Hacker Newsnew | past | comments | ask | show | jobs | submitlogin

I went to hospital and they assured me my procedure was covered by insurance and I wouldn't need to worry about that and in worst case scenario insurance would contact me. Couple of days later this hospital sent me $400 bill. It took me several phone calls to get them to acknowledge that they sent it by mistake.

Exactly same situation happened year later but with ~$800 bill.

Although doctors and medical staff themselves are ok, the US healthcare system as a whole is some incompetent clown mafia.




I've had similar story, but this time with the IRS.

Right after my university I've started pursuing startup idea and of course I though that I will get investors coming through the door very quickly so first thing I did was to setup a Inc. company in Delaware. There is 2 ways to pay taxes there - on revenue or on shares (I might got it slightly wrong)...

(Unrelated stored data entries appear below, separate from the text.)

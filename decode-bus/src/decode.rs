//! Drives one codec context: the uniform "receive one frame" entry used both
//! by the sequential decoder and by every frame thread.

use std::sync::Arc;

use crate::codec::{Codec, CodecContext, CodecKind, DecodeOutcome, Discard, PacketSource};
use crate::error::{Error, Received, Result};
use crate::frame::Frame;
use crate::packet::Packet;

/// Per-context decode progress.
#[derive(Debug, Default)]
pub(crate) struct DecodeInternal {
    /// Remainder of a partially consumed packet.
    pub in_pkt: Packet,
    /// The packet source reported end of stream.
    pub draining: bool,
    /// The codec has nothing more to give.
    pub draining_done: bool,
}

impl DecodeInternal {
    pub fn reset(&mut self) {
        *self = Self::default();
    }
}

/// Settings and bookkeeping owned by the caller and copied into a frame
/// thread each time it is handed a packet.
#[derive(Debug, Clone, Default)]
pub struct UserFields {
    pub skip_frame: Discard,
    pub frame_num: u64,
    /// Properties of the packet being decoded.
    pub last_pkt_props: Packet,
}

pub(crate) fn receive_frame_internal<C: Codec>(
    ctx: &mut CodecContext<C>,
    src: &mut dyn PacketSource,
) -> Result<Received<Frame>> {
    let codec = Arc::clone(ctx.codec());
    let received = match codec.caps().kind {
        CodecKind::ReceiveFrame => loop {
            match codec.receive_frame(ctx, src)? {
                Received::Unit(frame) if frame.discard => continue,
                other => break other,
            }
        },
        CodecKind::Decode => loop {
            match decode_simple_internal(codec.as_ref(), ctx, src)? {
                Received::Unit(Some(frame)) => break Received::Unit(frame),
                Received::Unit(None) => continue,
                Received::NeedInput => break Received::NeedInput,
                Received::Eof => break Received::Eof,
            }
        },
    };
    if received.is_eof() {
        ctx.internal.draining_done = true;
    }
    Ok(received)
}

/// One call into a push-style codec. `Unit(None)` means the call made
/// progress without producing a frame.
fn decode_simple_internal<C: Codec>(
    codec: &C,
    ctx: &mut CodecContext<C>,
    src: &mut dyn PacketSource,
) -> Result<Received<Option<Frame>>> {
    if ctx.internal.in_pkt.is_empty() && !ctx.internal.draining {
        match ctx.get_packet(src)? {
            Received::Unit(pkt) => ctx.internal.in_pkt = pkt,
            Received::NeedInput => return Ok(Received::NeedInput),
            Received::Eof => {}
        }
    }

    // codecs without delay are never called with drain packets
    if ctx.internal.draining_done {
        return Ok(Received::Eof);
    }
    if ctx.internal.in_pkt.is_empty() && !codec.caps().delay {
        return Ok(Received::Eof);
    }

    let mut pkt = ctx.internal.in_pkt.move_ref();
    let mut frame = Frame::new();
    let DecodeOutcome {
        consumed,
        got_frame,
    } = codec.decode(ctx, &pkt, &mut frame)?;
    frame.set_packet_props(&pkt);

    if ctx.internal.draining && !got_frame {
        ctx.internal.draining_done = true;
    }

    if consumed < pkt.size() {
        if consumed == 0 && !got_frame {
            return Err(Error::Decode(format!(
                "{} made no progress on a {} byte packet",
                codec.name(),
                pkt.size()
            )));
        }
        pkt.advance(consumed);
        ctx.user.last_pkt_props.pts = None;
        ctx.user.last_pkt_props.dts = None;
        ctx.internal.in_pkt = pkt;
    }

    Ok(Received::Unit((got_frame && !frame.discard).then_some(frame)))
}

/// Guesses monotonic timestamps from reordered pts and decode order dts.
#[derive(Debug, Default)]
pub(crate) struct PtsCorrection {
    num_faulty_pts: u64,
    num_faulty_dts: u64,
    last_pts: Option<i64>,
    last_dts: Option<i64>,
}

impl PtsCorrection {
    pub fn guess(&mut self, reordered_pts: Option<i64>, dts: Option<i64>) -> Option<i64> {
        if let Some(dts) = dts {
            if self.last_dts.is_some_and(|last| dts <= last) {
                self.num_faulty_dts += 1;
            }
            self.last_dts = Some(dts);
        } else if reordered_pts.is_some() {
            self.last_dts = reordered_pts;
        }

        if let Some(pts) = reordered_pts {
            if self.last_pts.is_some_and(|last| pts <= last) {
                self.num_faulty_pts += 1;
            }
            self.last_pts = Some(pts);
        } else if dts.is_some() {
            self.last_pts = dts;
        }

        if (self.num_faulty_pts <= self.num_faulty_dts || dts.is_none()) && reordered_pts.is_some() {
            reordered_pts
        } else {
            dts
        }
    }

    pub fn reset(&mut self) {
        *self = Self::default();
    }
}
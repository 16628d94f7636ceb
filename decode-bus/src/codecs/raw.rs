use crate::codec::{Codec, CodecCaps, CodecContext, DecodeOutcome, Discard};
use crate::error::{Error, Result};
use crate::frame::Frame;
use crate::packet::Packet;
use crate::stream::StreamParams;

/// Pass-through adapter: every packet becomes one frame holding a copy of
/// its payload. Keeps a running frame counter that later threads continue
/// from.
#[derive(Debug, Default)]
pub struct RawDecoder {
    /// Rejects packets larger than this many bytes. 0 means no limit.
    pub max_packet_size: usize,
}

#[derive(Debug, Clone, Default)]
pub struct RawState {
    pub frames_decoded: u64,
}

impl Codec for RawDecoder {
    type Context = RawState;
    type Forward = u64;

    fn name(&self) -> &'static str {
        "raw"
    }

    fn caps(&self) -> CodecCaps {
        CodecCaps {
            update_thread_context: true,
            ..CodecCaps::default()
        }
    }

    fn init(&self, params: &StreamParams) -> Result<RawState> {
        if params.is_video() && (params.width == 0 || params.height == 0) {
            return Err(Error::InvalidArgument(format!(
                "raw video needs dimensions, got {}x{}",
                params.width, params.height
            )));
        }
        Ok(RawState::default())
    }

    fn fork(&self, canonical: &RawState) -> Result<RawState> {
        Ok(canonical.clone())
    }

    fn export_forward(&self, ctx: &RawState) -> u64 {
        ctx.frames_decoded
    }

    fn update_thread_context(&self, dst: &mut CodecContext<Self>, src: &u64) -> Result<()> {
        dst.priv_data.frames_decoded = *src;
        Ok(())
    }

    fn decode(&self, ctx: &mut CodecContext<Self>, pkt: &Packet, frame: &mut Frame) -> Result<DecodeOutcome> {
        if self.max_packet_size > 0 && pkt.size() > self.max_packet_size {
            return Err(Error::Decode(format!(
                "packet of {} bytes exceeds {}",
                pkt.size(),
                self.max_packet_size
            )));
        }

        ctx.priv_data.frames_decoded += 1;
        ctx.finish_setup();

        let skip = match ctx.user.skip_frame {
            Discard::None => false,
            Discard::NonKey => !pkt.is_key(),
            Discard::All => true,
        };
        if skip {
            frame.discard = true;
            return Ok(DecodeOutcome::frame(pkt.size()));
        }

        ctx.get_buffer(frame, pkt.size())?;
        frame.buf.data_mut()?.copy_from_slice(pkt.data());
        if let Some(accel) = ctx.accel_mut() {
            accel.frames_decoded += 1;
        }
        Ok(DecodeOutcome::frame(pkt.size()))
    }

    fn flush(&self, ctx: &mut CodecContext<Self>) {
        log::trace!("raw decoder flushed after {} frames", ctx.priv_data.frames_decoded);
    }
}
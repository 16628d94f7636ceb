use std::sync::Arc;

use crate::accel::{AccelBinding, AccelState};
use crate::bsf::{self, FilterContext};
use crate::codec::{Codec, CodecContext, Discard, PacketSource};
use crate::config::DecoderConfig;
use crate::decode::{self, PtsCorrection, UserFields};
use crate::error::{Error, Received, Result};
use crate::frame::Frame;
use crate::packet::{Packet, Sent};
use crate::registry::Registry;
use crate::scheduler::FrameThreads;
use crate::stream::StreamParams;

/// What [`Decoder::pull_output`] produced.
#[derive(Debug)]
pub enum Pull {
    Frame(Frame),
    /// Send another packet first.
    NeedMore,
    /// Drained. Returned for every call until the decoder is flushed.
    Eof,
}

enum Mode<C: Codec> {
    Sequential(Box<CodecContext<C>>),
    Threaded(FrameThreads<C>),
    Closed,
}

/// Packets for the codec: whatever the filter chain has ready, refilled from
/// the caller's one-packet buffer.
struct FilterSource<'a> {
    bsf: &'a mut FilterContext,
    buffer_pkt: &'a mut Option<Packet>,
    draining: bool,
    eof_sent: bool,
}

impl PacketSource for FilterSource<'_> {
    fn get_packet(&mut self) -> Result<Received<Packet>> {
        loop {
            match self.bsf.receive()? {
                Received::NeedInput => {}
                other => return Ok(other),
            }
            if let Some(pkt) = self.buffer_pkt.take() {
                if let Sent::WouldBlock(pkt) = self.bsf.send(Some(pkt))? {
                    *self.buffer_pkt = Some(pkt);
                    return Err(Error::InvariantBroken(format!(
                        "filter {} refused input after asking for it",
                        self.bsf.name()
                    )));
                }
            } else if self.draining && !self.eof_sent {
                self.bsf.send(None)?;
                self.eof_sent = true;
            } else if self.draining {
                return Err(Error::InvariantBroken(format!(
                    "filter {} wants input after end of stream",
                    self.bsf.name()
                )));
            } else {
                return Ok(Received::NeedInput);
            }
        }
    }
}

/// Caller-facing decoder: a filter chain feeding one codec, run either on
/// the calling thread or on a ring of frame threads.
///
/// Input goes in with [`Decoder::send_packet`], output comes out of
/// [`Decoder::pull_output`]. Both sides are non-blocking in the sense that
/// they report backpressure instead of waiting for the other side.
pub struct Decoder<C: Codec> {
    codec: Arc<C>,
    mode: Mode<C>,
    bsf: FilterContext,
    params: StreamParams,
    accel_name: Option<&'static str>,
    thread_count: usize,
    buffer_pkt: Option<Packet>,
    buffer_frame: Option<Frame>,
    pending_error: Option<Error>,
    draining_started: bool,
    eof_sent: bool,
    eof_returned: bool,
    drain_errors: usize,
    drain_budget: usize,
    pts_correction: PtsCorrection,
}

impl<C: Codec> Decoder<C> {
    pub fn new(config: &DecoderConfig, codec: C, params: StreamParams, registry: &Registry) -> Result<Self> {
        let codec = Arc::new(codec);
        let caps = codec.caps();
        let thread_count = if caps.frame_threads {
            config.resolve_thread_count()
        } else {
            1
        };

        let accel = config.accel.as_deref().and_then(|name| {
            let found = registry.find_accel(&params.codec_id, name);
            if found.is_none() {
                log::warn!(
                    "decode accelerator {} not available for {}, decoding in software",
                    name,
                    params.codec_id
                );
            }
            found
        });

        let mut bsf = bsf::parse_filter_list(registry, &config.filters)?.finalize();
        bsf.init(&params, params.time_base)?;
        let mut params = bsf.par_out.clone();
        params.time_base = bsf.time_base_out;

        let canonical = codec.init(&params)?;
        let mut mode = if thread_count > 1 {
            Mode::Threaded(FrameThreads::new(
                Arc::clone(&codec),
                &params,
                &canonical,
                thread_count,
                accel.as_ref(),
            )?)
        } else {
            let binding = accel
                .clone()
                .map(|desc| AccelBinding::Private(AccelState::new(desc)))
                .unwrap_or_default();
            Mode::Sequential(Box::new(
                CodecContext::new(Arc::clone(&codec), canonical, params.clone()).with_accel(binding),
            ))
        };
        if let Some(user) = user_fields(&mut mode) {
            user.skip_frame = config.skip_frame;
        }

        log::info!(
            "opened {} decoder: {} thread(s), filter {}, accelerator {}",
            codec.name(),
            thread_count,
            bsf.name(),
            accel.as_ref().map(|d| d.name).unwrap_or("none")
        );

        Ok(Self {
            codec,
            mode,
            bsf,
            params,
            accel_name: accel.map(|d| d.name),
            thread_count,
            buffer_pkt: None,
            buffer_frame: None,
            pending_error: None,
            draining_started: false,
            eof_sent: false,
            eof_returned: false,
            drain_errors: 0,
            drain_budget: config.drain_error_budget.limit(thread_count),
            pts_correction: PtsCorrection::default(),
        })
    }

    pub fn thread_count(&self) -> usize {
        self.thread_count
    }

    pub fn accel_name(&self) -> Option<&'static str> {
        self.accel_name
    }

    pub fn filter_name(&self) -> &'static str {
        self.bsf.name()
    }

    /// Stream parameters as currently seen by the caller.
    pub fn params(&self) -> &StreamParams {
        match &self.mode {
            Mode::Sequential(ctx) => &ctx.params,
            Mode::Threaded(ft) => ft.params(),
            Mode::Closed => &self.params,
        }
    }

    pub fn set_skip_frame(&mut self, skip: Discard) {
        if let Some(user) = user_fields(&mut self.mode) {
            user.skip_frame = skip;
        }
    }

    /// Frames returned so far.
    pub fn frame_num(&self) -> u64 {
        match &self.mode {
            Mode::Sequential(ctx) => ctx.user.frame_num,
            Mode::Threaded(ft) => ft.user.frame_num,
            Mode::Closed => 0,
        }
    }

    /// Hands one packet to the decoder; `None` or an empty packet starts
    /// draining. A packet that cannot be taken yet comes back in
    /// [`Sent::WouldBlock`]: pull output and send it again.
    pub fn send_packet(&mut self, pkt: Option<Packet>) -> Result<Sent> {
        self.ensure_open()?;
        if self.draining_started {
            return Err(Error::Eof);
        }

        match pkt.filter(|p| !p.is_empty()) {
            Some(pkt) => {
                if self.buffer_pkt.is_some() {
                    return Ok(Sent::WouldBlock(pkt));
                }
                self.buffer_pkt = Some(pkt);
            }
            None => self.draining_started = true,
        }

        if self.buffer_frame.is_none() && self.pending_error.is_none() && !self.draining_started {
            match self.decode_one() {
                Ok(Received::Unit(frame)) => self.buffer_frame = Some(frame),
                Ok(_) => {}
                Err(e) if e.is_fatal() => return Err(e),
                Err(e) => self.pending_error = Some(e),
            }
        }
        Ok(Sent::Accepted)
    }

    /// Next decoded frame, in the order the packets were sent. A decode
    /// error is reported once, in place of the frame(s) it cost; decoding
    /// continues on the next call.
    pub fn pull_output(&mut self) -> Result<Pull> {
        self.ensure_open()?;
        if self.eof_returned {
            return Ok(Pull::Eof);
        }

        loop {
            let received = match self.buffer_frame.take() {
                Some(frame) => Ok(Received::Unit(frame)),
                None => match self.pending_error.take() {
                    Some(e) => Err(e),
                    None => self.decode_one(),
                },
            };

            match received {
                Ok(Received::Unit(frame)) => {
                    self.drain_errors = 0;
                    return Ok(Pull::Frame(self.deliver(frame)));
                }
                Ok(Received::NeedInput) if self.draining_started => {
                    self.count_drain_error(&Error::Decode("no output while draining".to_string()))?;
                }
                Ok(Received::NeedInput) => return Ok(Pull::NeedMore),
                Ok(Received::Eof) => {
                    log::debug!("{} decoder drained after {} frames", self.codec.name(), self.frame_num());
                    self.eof_returned = true;
                    return Ok(Pull::Eof);
                }
                Err(e) if self.draining_started && !e.is_fatal() => {
                    self.count_drain_error(&e)?;
                    return Err(e);
                }
                Err(e) => return Err(e),
            }
        }
    }

    /// Same as [`Decoder::pull_output`].
    pub fn receive_frame(&mut self) -> Result<Pull> {
        self.pull_output()
    }

    /// Drops everything buffered and in flight so decoding can restart at a
    /// discontinuity. Clears draining and end of stream.
    pub fn flush(&mut self) -> Result<()> {
        self.ensure_open()?;
        match &mut self.mode {
            Mode::Sequential(ctx) => {
                ctx.internal.reset();
                ctx.user.last_pkt_props = Packet::default();
                let codec = Arc::clone(ctx.codec());
                codec.flush(ctx);
            }
            Mode::Threaded(ft) => ft.flush()?,
            Mode::Closed => {}
        }
        self.bsf.flush();
        self.buffer_pkt = None;
        self.buffer_frame = None;
        self.pending_error = None;
        self.draining_started = false;
        self.eof_sent = false;
        self.eof_returned = false;
        self.drain_errors = 0;
        self.pts_correction.reset();
        log::debug!("{} decoder flushed", self.codec.name());
        Ok(())
    }

    /// Stops the frame threads and closes the codec. Returns the accelerator
    /// state, if one was in use.
    pub fn close(mut self) -> Result<Option<AccelState>> {
        self.shutdown()
    }

    fn shutdown(&mut self) -> Result<Option<AccelState>> {
        match std::mem::replace(&mut self.mode, Mode::Closed) {
            Mode::Sequential(mut ctx) => {
                let codec = Arc::clone(ctx.codec());
                codec.close(&mut ctx);
                Ok(ctx.accel_mut().cloned())
            }
            Mode::Threaded(mut ft) => ft.teardown(),
            Mode::Closed => Ok(None),
        }
    }

    fn ensure_open(&self) -> Result<()> {
        match self.mode {
            Mode::Closed => Err(Error::ContractViolation("decoder is closed".to_string())),
            _ => Ok(()),
        }
    }

    fn decode_one(&mut self) -> Result<Received<Frame>> {
        let mut src = FilterSource {
            bsf: &mut self.bsf,
            buffer_pkt: &mut self.buffer_pkt,
            draining: self.draining_started,
            eof_sent: self.eof_sent,
        };
        let received = match &mut self.mode {
            Mode::Sequential(ctx) => decode::receive_frame_internal(ctx, &mut src),
            Mode::Threaded(ft) => ft.receive_frame(&mut src),
            Mode::Closed => Err(Error::ContractViolation("decoder is closed".to_string())),
        };
        self.eof_sent = src.eof_sent;
        received
    }

    fn count_drain_error(&mut self, e: &Error) -> Result<()> {
        self.drain_errors += 1;
        if self.drain_errors > self.drain_budget {
            log::error!(
                "too many errors while draining {} ({}), last: {}",
                self.codec.name(),
                self.drain_errors,
                e
            );
            self.eof_returned = true;
            return Err(Error::InvariantBroken(format!(
                "{} errors while draining without output",
                self.drain_errors
            )));
        }
        Ok(())
    }

    /// Fills what the codec left unset and counts the frame.
    fn deliver(&mut self, mut frame: Frame) -> Frame {
        frame.best_effort_timestamp = self.pts_correction.guess(frame.pts, frame.pkt_dts);

        let params = self.params();
        if params.is_video() {
            if frame.width == 0 && frame.height == 0 {
                frame.width = params.width;
                frame.height = params.height;
            }
            if frame.format.is_none() {
                frame.format = params.pixel_format.clone();
            }
        } else if params.is_audio() {
            if frame.sample_rate == 0 {
                frame.sample_rate = params.sample_rate;
            }
            if frame.channels == 0 {
                frame.channels = params.channels;
            }
            if frame.format.is_none() {
                frame.format = params.sample_format.clone();
            }
        }
        if !frame.time_base.is_valid() {
            frame.time_base = params.time_base;
        }

        if let Some(user) = user_fields(&mut self.mode) {
            user.frame_num += 1;
        }
        frame
    }
}

impl<C: Codec> Drop for Decoder<C> {
    fn drop(&mut self) {
        if let Err(e) = self.shutdown() {
            log::error!("{} decoder close failed: {}", self.codec.name(), e);
        }
    }
}

fn user_fields<C: Codec>(mode: &mut Mode<C>) -> Option<&mut UserFields> {
    match mode {
        Mode::Sequential(ctx) => Some(&mut ctx.user),
        Mode::Threaded(ft) => Some(&mut ft.user),
        Mode::Closed => None,
    }
}
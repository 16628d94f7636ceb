//! Error taxonomy shared by every stage of the decode pipeline.
//!
//! Backpressure (`would block`, `need input`) is deliberately absent here: those
//! are normal outcomes and travel through [`Sent`](crate::packet::Sent),
//! [`Received`] and [`Pull`](crate::decoder::Pull) instead.

use thiserror::Error;

pub type Result<T> = std::result::Result<T, Error>;

#[derive(Debug, Clone, Error, PartialEq, Eq)]
pub enum Error {
    /// An allocation could not be satisfied. Never retried.
    #[error("resource exhausted: {0}")]
    ResourceExhausted(String),

    /// The caller broke an API contract, e.g. submitting to a busy slot.
    #[error("contract violation: {0}")]
    ContractViolation(String),

    /// The codec adapter rejected its input. Usually recoverable by skipping.
    #[error("decode error: {0}")]
    Decode(String),

    /// The scheduler itself misbehaved (or was driven into a state it cannot
    /// make progress from). Kept apart from [`Error::Decode`] so callers can
    /// tell bad input from a defect.
    #[error("internal bug: {0}")]
    InvariantBroken(String),

    #[error("invalid argument: {0}")]
    InvalidArgument(String),

    #[error("filter not found: {0}")]
    FilterNotFound(String),

    /// End of stream reported by a pull-style adapter or packet source.
    #[error("end of stream")]
    Eof,

    #[error("worker thread failed: {0}")]
    Join(String),
}

impl Error {
    /// Errors that must abort the current call and are never retried.
    pub fn is_fatal(&self) -> bool {
        matches!(
            self,
            Error::ResourceExhausted(_) | Error::ContractViolation(_) | Error::Join(_)
        )
    }

    pub fn is_invariant_broken(&self) -> bool {
        matches!(self, Error::InvariantBroken(_))
    }

    pub(crate) fn alloc(size: usize) -> Self {
        Error::ResourceExhausted(format!("failed to allocate {} bytes", size))
    }
}

/// Result of pulling one unit from a stage that may need more input first.
#[derive(Debug)]
pub enum Received<T> {
    Unit(T),
    NeedInput,
    Eof,
}

impl<T> Received<T> {
    pub fn unit(self) -> Option<T> {
        match self {
            Received::Unit(u) => Some(u),
            _ => None,
        }
    }

    pub fn is_eof(&self) -> bool {
        matches!(self, Received::Eof)
    }
}

#[cfg(test)]
mod tests {
    use super::*;

    #[test]
    fn test_error_classes() {
        assert!(Error::alloc(16).is_fatal());
        assert!(Error::ContractViolation("double submit".into()).is_fatal());
        assert!(!Error::Decode("bad slice".into()).is_fatal());
        assert!(Error::InvariantBroken("slot mismatch".into()).is_invariant_broken());
        assert!(!Error::Decode("bad slice".into()).is_invariant_broken());
    }

    #[test]
    fn test_received_unit() {
        let r: Received<u32> = Received::Unit(7);
        assert_eq!(r.unit(), Some(7));
        let r: Received<u32> = Received::Eof;
        assert!(r.is_eof());
        assert_eq!(r.unit(), None);
    }
}
//! Lookup tables for bitstream filters and decode accelerators. A registry
//! is built explicitly and handed to the decoder; nothing here is global.

use std::collections::HashMap;

use crate::accel::AccelDescriptor;
use crate::bsf::{BitstreamFilter, ChunkFilter, FilterOptions, Mp4ToAnnexB, NullFilter};
use crate::error::{Error, Result};

pub type FilterFactory = fn(&FilterOptions) -> Result<Box<dyn BitstreamFilter>>;

#[derive(Clone, Default)]
pub struct Registry {
    filters: HashMap<&'static str, FilterFactory>,
    accels: HashMap<String, Vec<AccelDescriptor>>,
}

impl Registry {
    pub fn new() -> Self {
        Self::default()
    }

    pub fn with_builtins() -> Self {
        let mut registry = Self::new();
        registry.register_filter("null", |_| Ok(Box::new(NullFilter)));
        registry.register_filter("mp4toannexb", |_| Ok(Box::new(Mp4ToAnnexB::default())));
        registry.register_filter("chunk", |opts| {
            Ok(Box::new(ChunkFilter::new(opts.get_usize("size", 1024)?)?))
        });

        let table: &[(&str, &[AccelDescriptor])] = &[
            (
                "h264",
                &[
                    AccelDescriptor::new("h264_cuvid", false, true),
                    AccelDescriptor::new("h264_qsv", true, false),
                    AccelDescriptor::new("h264_v4l2m2m", false, false),
                ],
            ),
            (
                "hevc",
                &[
                    AccelDescriptor::new("hevc_cuvid", false, true),
                    AccelDescriptor::new("hevc_qsv", true, false),
                    AccelDescriptor::new("hevc_v4l2m2m", false, false),
                ],
            ),
            (
                "vp9",
                &[
                    AccelDescriptor::new("vp9_cuvid", false, true),
                    AccelDescriptor::new("vp9_qsv", true, false),
                ],
            ),
            (
                "av1",
                &[
                    AccelDescriptor::new("av1_cuvid", false, true),
                    AccelDescriptor::new("av1_qsv", true, false),
                ],
            ),
        ];
        for (codec_id, descriptors) in table {
            for desc in descriptors.iter() {
                registry.register_accel(codec_id, desc.clone());
            }
        }
        registry
    }

    pub fn register_filter(&mut self, name: &'static str, factory: FilterFactory) {
        self.filters.insert(name, factory);
    }

    pub fn has_filter(&self, name: &str) -> bool {
        self.filters.contains_key(name)
    }

    pub fn create_filter(&self, name: &str, opts: &FilterOptions) -> Result<Box<dyn BitstreamFilter>> {
        match self.filters.get(name) {
            Some(factory) => factory(opts),
            None => {
                log::error!("unknown bitstream filter: {}", name);
                Err(Error::FilterNotFound(name.to_string()))
            }
        }
    }

    pub fn register_accel(&mut self, codec_id: &str, desc: AccelDescriptor) {
        self.accels.entry(codec_id.to_string()).or_default().push(desc);
    }

    /// Finds the accelerator `name` for `codec_id`, or the first one
    /// registered for the codec when `name` is `"auto"`.
    pub fn find_accel(&self, codec_id: &str, name: &str) -> Option<AccelDescriptor> {
        let candidates = self.accels.get(codec_id)?;
        let found = if name == "auto" {
            candidates.first()
        } else {
            candidates.iter().find(|d| d.name == name)
        };
        if let Some(desc) = found {
            log::info!("found decode accelerator: {}", desc.name);
        }
        found.cloned()
    }
}

impl std::fmt::Debug for Registry {
    fn fmt(&self, f: &mut std::fmt::Formatter<'_>) -> std::fmt::Result {
        let mut filters: Vec<_> = self.filters.keys().collect();
        filters.sort();
        f.debug_struct("Registry")
            .field("filters", &filters)
            .field("accels", &self.accels)
            .finish()
    }
}

#[cfg(test)]
mod tests {
    use super::*;

    #[test]
    fn test_builtin_filters() -> anyhow::Result<()> {
        let registry = Registry::with_builtins();
        assert!(registry.has_filter("null"));
        assert!(registry.has_filter("mp4toannexb"));
        let chunk = registry.create_filter("chunk", &FilterOptions::default())?;
        assert_eq!(chunk.name(), "chunk");

        let mut opts = FilterOptions::default();
        opts.insert("size", "0");
        assert!(matches!(
            registry.create_filter("chunk", &opts).err(),
            Some(Error::InvalidArgument(_))
        ));
        Ok(())
    }

    #[test]
    fn test_find_accel() {
        let mut registry = Registry::with_builtins();
        let auto = registry.find_accel("h264", "auto").unwrap();
        assert_eq!(auto.name, "h264_cuvid");
        assert!(!auto.thread_safe);
        let qsv = registry.find_accel("hevc", "hevc_qsv").unwrap();
        assert!(qsv.thread_safe && !qsv.async_safe);
        assert!(registry.find_accel("raw", "auto").is_none());

        registry.register_accel("raw", AccelDescriptor::new("raw_serial", false, true));
        assert!(registry.find_accel("raw", "raw_serial").is_some());
    }

    #[test]
    fn test_registries_are_independent() {
        let mut a = Registry::new();
        let b = Registry::with_builtins();
        a.register_filter("null", |_| Ok(Box::new(NullFilter)));
        assert!(!a.has_filter("chunk"));
        assert!(b.has_filter("chunk"));
    }
}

After a year or so company staying dormant I was living in Europe already and received mail saying that I have to pay $150k in taxes :o

I tried to call ask why I got this bill, but it was Friday, already closed. I didn't have a job and experience back then so this was horrifying. I was running through scenarios of having to work years to pay this off because of some stupid mistake (or hiding from US government for life). So I called a laywer who asked for initial $5000. I've met another person who wanted to help me for cash $2000. I though it is a joke, because I was barely making a living.

Fortunatelly I didn't fall for that and waited until Monday. I called again and lady explained that they always send the bill for first option and we have to remember if it is correct or not. So at the end there was no tax to be payed. I immediately closed the company.

What can you do...


oh yeah, IRS, they still owe me $3k. Thanks for the reminder :)


I get sent a deceptive bill every time I use the hospital. I think the idea is to show you what they are billing your insurance (not what insurance pays in the end), but it is always marked as "payment due" even though the insurance is going to foot the bill.


Yea and that's also part of the problem. Most of us ignore this stuff because we have insurance but this is why the racket keeps going. But ultimately, someone pays for it somewhere.


Incompetence isn't quite how I'd describe this.


There is nothing about the system that rewards competence on the financial side of healthcare.

Billing is based on what they can force people to pay. Not on what services actually cost. One downside of that is they have no control on how much things cost.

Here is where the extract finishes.